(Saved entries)
----
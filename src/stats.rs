use crate::models::{
    Activity, ChartSeries, DashboardResponse, ExportSummary, InsightsResponse, MealLog, MealSlot,
    NavBadges, ProgressCard, SlotTotal, SummaryTotals, WeeklySeries, WellnessGoals,
};
use crate::repository::Snapshot;
use chrono::{DateTime, NaiveDate, SecondsFormat, Utc};

/// Daily intake the consumed-calories card is measured against.
pub const DAILY_INTAKE_TARGET: f64 = 2_500.0;

pub fn total_activity_calories(activities: &[Activity]) -> f64 {
    activities.iter().map(|activity| activity.calories).sum()
}

pub fn total_consumed_calories(meals: &MealLog) -> f64 {
    MealSlot::ALL.into_iter().map(|slot| slot_calories(meals, slot)).sum()
}

pub fn slot_calories(meals: &MealLog, slot: MealSlot) -> f64 {
    meals.slot(slot).iter().map(|meal| meal.calories).sum()
}

pub fn calories_by_slot(meals: &MealLog) -> Vec<SlotTotal> {
    meals
        .iter()
        .map(|(slot, entries)| SlotTotal {
            slot,
            meals: entries.len(),
            calories: slot_calories(meals, slot),
        })
        .collect()
}

/// Consumed minus burned by logged activities.
pub fn net_calories(activities: &[Activity], meals: &MealLog) -> f64 {
    total_consumed_calories(meals) - total_activity_calories(activities)
}

pub fn effective_calories_burned(goals: &WellnessGoals, activities: &[Activity]) -> f64 {
    goals.calories_burned + total_activity_calories(activities)
}

/// `actual / goal` clamped to `[0, 1]`. A goal that is zero, negative or not
/// finite counts as already met.
pub fn progress_fraction(actual: f64, goal: f64) -> f64 {
    if !goal.is_finite() || goal <= 0.0 {
        return 1.0;
    }
    let fraction = actual / goal;
    if fraction.is_nan() {
        return 0.0;
    }
    fraction.clamp(0.0, 1.0)
}

pub fn meal_count_total(meals: &MealLog) -> usize {
    meals.len()
}

pub fn average_activity_calories(activities: &[Activity]) -> f64 {
    if activities.is_empty() {
        return 0.0;
    }
    total_activity_calories(activities) / activities.len() as f64
}

pub fn nav_badges(snapshot: &Snapshot) -> NavBadges {
    NavBadges {
        consumed_calories: total_consumed_calories(&snapshot.meals),
        activity_calories: total_activity_calories(&snapshot.activities),
    }
}

pub fn build_dashboard(snapshot: &Snapshot, goals: &WellnessGoals) -> DashboardResponse {
    let burned = effective_calories_burned(goals, &snapshot.activities);
    let consumed = total_consumed_calories(&snapshot.meals);

    DashboardResponse {
        steps: card("Steps taken", goals.steps_taken, goals.step_goal, "steps"),
        calories_burned: card("Calories burned", burned, goals.calories_goal, "kcal"),
        calories_consumed: card("Calories consumed", consumed, DAILY_INTAKE_TARGET, "kcal"),
        water: card("Water intake", goals.water_intake_ml, goals.water_goal_ml, "ml"),
        net_calories: net_calories(&snapshot.activities, &snapshot.meals),
        meal_count: meal_count_total(&snapshot.meals),
        average_activity_calories: average_activity_calories(&snapshot.activities),
        slots: calories_by_slot(&snapshot.meals),
    }
}

fn card(title: &str, value: f64, goal: f64, unit: &str) -> ProgressCard {
    ProgressCard {
        title: title.to_string(),
        value,
        goal,
        unit: unit.to_string(),
        progress: progress_fraction(value, goal),
    }
}

/// Weekly charts come from the static series; the totals track the live log.
pub fn build_insights(snapshot: &Snapshot, weekly: &WeeklySeries) -> InsightsResponse {
    InsightsResponse {
        activity_minutes: chart(&weekly.days, &weekly.activity_minutes),
        calories: chart(&weekly.days, &weekly.calories),
        summary: summary_totals(snapshot),
    }
}

fn chart(labels: &[String], values: &[f64]) -> ChartSeries {
    ChartSeries {
        labels: labels.to_vec(),
        values: values.to_vec(),
        max: values.iter().copied().fold(1.0, f64::max),
        empty: values.iter().all(|value| *value == 0.0),
    }
}

pub fn summary_totals(snapshot: &Snapshot) -> SummaryTotals {
    SummaryTotals {
        total_activities: snapshot.activities.len(),
        total_meals: meal_count_total(&snapshot.meals),
        total_activity_calories: total_activity_calories(&snapshot.activities),
        total_consumed_calories: total_consumed_calories(&snapshot.meals),
        net_calories: net_calories(&snapshot.activities, &snapshot.meals),
    }
}

pub fn build_export(snapshot: &Snapshot, weekly: &WeeklySeries) -> ExportSummary {
    build_export_at(Utc::now(), snapshot, weekly)
}

pub fn build_export_at(
    generated_at: DateTime<Utc>,
    snapshot: &Snapshot,
    weekly: &WeeklySeries,
) -> ExportSummary {
    ExportSummary {
        generated_at: generated_at.to_rfc3339_opts(SecondsFormat::Millis, true),
        summary: summary_totals(snapshot),
        weekly: weekly.clone(),
        activities: snapshot.activities.clone(),
        meals: snapshot.meals.clone(),
    }
}

pub fn export_file_name(date: NaiveDate) -> String {
    format!("fittrack-summary-{}.json", date.format("%Y-%m-%d"))
}

#[cfg(test)]
mod tests {
    use super::*;
    use crate::models::{Meal, TimeOfDay};
    use crate::seed;
    use chrono::TimeZone;

    fn activity(calories: f64) -> Activity {
        Activity {
            id: format!("a{calories}"),
            name: "Run".into(),
            duration: 30.0,
            calories,
            time_of_day: TimeOfDay::Morning,
        }
    }

    fn meal(calories: f64) -> Meal {
        Meal {
            id: format!("m{calories}"),
            name: "Plate".into(),
            calories,
        }
    }

    fn scenario() -> Snapshot {
        Snapshot {
            activities: vec![activity(300.0)],
            meals: MealLog {
                breakfast: vec![meal(200.0)],
                lunch: vec![meal(400.0)],
                dinner: Vec::new(),
            },
        }
    }

    #[test]
    fn net_calories_scenario() {
        let snapshot = scenario();
        assert_eq!(total_consumed_calories(&snapshot.meals), 600.0);
        assert_eq!(total_activity_calories(&snapshot.activities), 300.0);
        assert_eq!(net_calories(&snapshot.activities, &snapshot.meals), 300.0);
    }

    #[test]
    fn empty_collections_sum_to_zero() {
        assert_eq!(total_activity_calories(&[]), 0.0);
        assert_eq!(total_consumed_calories(&MealLog::default()), 0.0);
        assert_eq!(average_activity_calories(&[]), 0.0);
        assert_eq!(meal_count_total(&MealLog::default()), 0);
    }

    #[test]
    fn average_and_counts() {
        let activities = [activity(100.0), activity(300.0)];
        assert_eq!(average_activity_calories(&activities), 200.0);
        assert_eq!(meal_count_total(&scenario().meals), 2);
    }

    #[test]
    fn progress_is_clamped_and_zero_goal_is_complete() {
        assert_eq!(progress_fraction(5_000.0, 10_000.0), 0.5);
        assert_eq!(progress_fraction(12_000.0, 10_000.0), 1.0);
        assert_eq!(progress_fraction(-5.0, 10.0), 0.0);
        assert_eq!(progress_fraction(0.0, 0.0), 1.0);
        assert_eq!(progress_fraction(10.0, f64::NAN), 1.0);
        assert_eq!(progress_fraction(f64::NAN, 10.0), 0.0);
    }

    #[test]
    fn dashboard_adds_activity_burn_to_baseline() {
        let goals = seed::wellness_goals();
        let dashboard = build_dashboard(&scenario(), &goals);
        assert_eq!(dashboard.calories_burned.value, goals.calories_burned + 300.0);
        assert_eq!(dashboard.calories_consumed.value, 600.0);
        assert_eq!(dashboard.calories_consumed.progress, 600.0 / DAILY_INTAKE_TARGET);
        assert_eq!(dashboard.net_calories, 300.0);
        assert_eq!(dashboard.slots.len(), 3);
        assert_eq!(dashboard.slots[1].slot, MealSlot::Lunch);
        assert_eq!(dashboard.slots[1].calories, 400.0);
    }

    #[test]
    fn dashboard_is_referentially_transparent() {
        let goals = seed::wellness_goals();
        let snapshot = scenario();
        assert_eq!(build_dashboard(&snapshot, &goals), build_dashboard(&snapshot, &goals));
    }

    #[test]
    fn insights_flag_empty_charts() {
        let mut weekly = seed::weekly_series();
        weekly.activity_minutes = [0.0; 7];
        let insights = build_insights(&scenario(), &weekly);
        assert!(insights.activity_minutes.empty);
        assert_eq!(insights.activity_minutes.max, 1.0);
        assert!(!insights.calories.empty);
        assert_eq!(insights.calories.max, 2_400.0);
        assert_eq!(insights.calories.labels[0], "Mon");
        assert_eq!(insights.summary.total_activities, 1);
        assert_eq!(insights.summary.total_consumed_calories, 600.0);
    }

    #[test]
    fn export_carries_totals_and_documents() {
        let now = Utc.with_ymd_and_hms(2026, 1, 5, 8, 30, 0).unwrap();
        let snapshot = scenario();
        let export = build_export_at(now, &snapshot, &seed::weekly_series());
        assert_eq!(export.generated_at, "2026-01-05T08:30:00.000Z");
        assert_eq!(export.summary.total_activities, 1);
        assert_eq!(export.summary.total_meals, 2);
        assert_eq!(export.summary.net_calories, 300.0);
        assert_eq!(export.activities, snapshot.activities);
        assert_eq!(export.meals, snapshot.meals);
    }

    #[test]
    fn export_file_name_uses_date() {
        let date = NaiveDate::from_ymd_opt(2026, 1, 5).unwrap();
        assert_eq!(export_file_name(date), "fittrack-summary-2026-01-05.json");
    }
}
----
- **Task to carry out**: Would you output the lines from the one that contains "build_export_at(now, &snapshot, &seed::weekly_series());" to the end of the data, both ends included, exactly as they appear?

- **Solution to the problem**:
        let export = build_export_at(now, &snapshot, &seed::weekly_series());
        assert_eq!(export.generated_at, "2026-01-05T08:30:00.000Z");
        assert_eq!(export.summary.total_activities, 1);
        assert_eq!(export.summary.total_meals, 2);
        assert_eq!(export.summary.net_calories, 300.0);
        assert_eq!(export.activities, snapshot.activities);
        assert_eq!(export.meals, snapshot.meals);
    }

    #[test]
    fn export_file_name_uses_date() {
        let date = NaiveDate::from_ymd_opt(2026, 1, 5).unwrap();
        assert_eq!(export_file_name(date), "fittrack-summary-2026-01-05.json");
    }
}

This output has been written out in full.